​​


Tuffo di Capodanno per Vannacci: «Il messaggio di Mattarella? Non l’ho visto, ero a cena»



Sulla spiaggia della Versilia, il generale Roberto Vannacci si prepara a partecipare al tradizionale bagno di Capodanno, ma non perde occasione per ribadire la sua posizione politica. In un contesto in cui il dibattito sugli aiuti militari all’Ucraina si fa sempre più acceso, Vannacci ha dichiarato: «Io il decreto per gli aiuti militari all’Ucraina non lo voto. A Bruxelles non ho mai votato a favore di questi interventi». Questa affermazione ha suscitato reazioni, compresa quella del ministro dell’Economia, Giancarlo Giorgetti, che ha preso le distanze dicendo: «Io ascolto solo il mio segretario, non il vicesegretario».



Nonostante le critiche e le tensioni interne al partito, Vannacci, vice segretario della Lega, non sembra intenzionato a cambiare idea. Mentre si appresta a tuffarsi nelle acque gelide, il generale risponde con fermezza: «Mica ho detto a Giorgetti di non votarlo. Io di sicuro non lo voto». La sua partecipazione al bagno di Capodanno, un evento che segue da oltre dieci anni, è stata preceduta da una foto elaborata dall’intelligenza artificiale che ha attirato l’attenzione per il suo saluto, evocativo di immagini storiche.

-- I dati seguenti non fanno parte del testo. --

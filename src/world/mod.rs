pub mod block;
pub mod entity;
pub mod generation;
pub mod grid;
pub mod puddle;

use std::collections::HashMap;

use tracing::debug;
use uuid::Uuid;

use crate::config::generation::GenerationParams;
use crate::world::entity::{Structure, Unit};
use crate::world::puddle::PuddleMap;
pub use block::Block;
pub use grid::{CARDINAL_OFFSETS, Grid, TILE_SIZE, TilePoint};

/// Everything the fire simulation reads and mutates besides the fires
/// themselves: terrain, liquid puddles, tile occupants, and mobile units.
#[derive(Debug, Clone)]
pub struct World {
    pub id: Uuid,
    pub name: String,
    pub tick_count: u64,
    pub generation_params: GenerationParams,
    pub grid: Grid,
    pub puddles: PuddleMap,
    pub structures: HashMap<TilePoint, Structure>,
    pub units: Vec<Unit>,
}

impl World {
    /// Create an empty world around an existing grid. Used by tests and as
    /// the base that `generation::generate_world` populates.
    pub fn new(name: &str, grid: Grid) -> Self {
        Self {
            id: Uuid::new_v4(),
            name: name.to_string(),
            tick_count: 0,
            generation_params: GenerationParams::default(),
            grid,
            puddles: PuddleMap::new(),
            structures: HashMap::new(),
            units: Vec::new(),
        }
    }

    /// The structure occupying a tile, if any.
    pub fn occupant(&self, tile: TilePoint) -> Option<&Structure> {
        self.structures.get(&tile)
    }

    /// Per-tick housekeeping: status countdowns, periodic status damage,
    /// and removal of destroyed structures and dead units.
    pub fn update(&mut self, delta_time: f32) {
        for unit in &mut self.units {
            unit.update(delta_time);
        }

        let units_before = self.units.len();
        self.units.retain(|u| !u.is_dead());
        let died = units_before - self.units.len();
        if died > 0 {
            debug!(died, "units destroyed");
        }

        self.structures.retain(|tile, structure| {
            if structure.is_destroyed() {
                debug!(x = tile.x, y = tile.y, "structure destroyed");
                false
            } else {
                true
            }
        });
    }
}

Arrivato sulla spiaggia, Vannacci è immediatamente circondato da sostenitori che chiedono selfie e abbracci. Un giovane lo incoraggia gridando: «Non mollare, generale». Vannacci, con un sorriso, risponde: «Non mollo di certo, qualche segnale l’ho già dato». Nonostante la temperatura rigida, il generale appare a suo agio e pronto a cimentarsi nell’iniziativa.

Tuttavia, non ha seguito il discorso del presidente della Repubblica, Sergio Mattarella, un fatto che ha sollevato qualche polemica. Quando gli viene chiesto il motivo della sua assenza, Vannacci risponde in modo diretto: «Ero a cena con un gruppo di amici. Non mi metto ad interrompere una cena per ascoltare il presidente. Avrò modo di vederlo in differita…». Questa dichiarazione non è passata inosservata, suscitando critiche per la mancanza di rispetto nei confronti del Capo dello Stato.

Con il momento del bagno finalmente arrivato, Vannacci si toglie l’accappatoio, indossa la cuffietta e si tuffa in acqua insieme ad altri 750 partecipanti, stabilendo un nuovo record per la manifestazione. Uscendo dall’acqua, solleva il braccio in segno di vittoria, dimostrando di aver affrontato con successo la sfida del freddo. Tuttavia, la sua battaglia con i dissensi interni al partito è ancora aperta e non sembra destinata a risolversi facilmente.

La giornata, caratterizzata dalla presenza di molti partecipanti al bagno di Capodanno, ha visto Vannacci al centro dell’attenzione. La sua posizione politica e le sue dichiarazioni continuano a far discutere, non solo tra i sostenitori, ma anche tra i membri della Lega. Mentre il generale si gode il momento, il clima di tensione all’interno del partito rimane palpabile, con diverse voci che si interrogano su come la sua posizione possa influenzare la linea politica del partito nei prossimi mesi.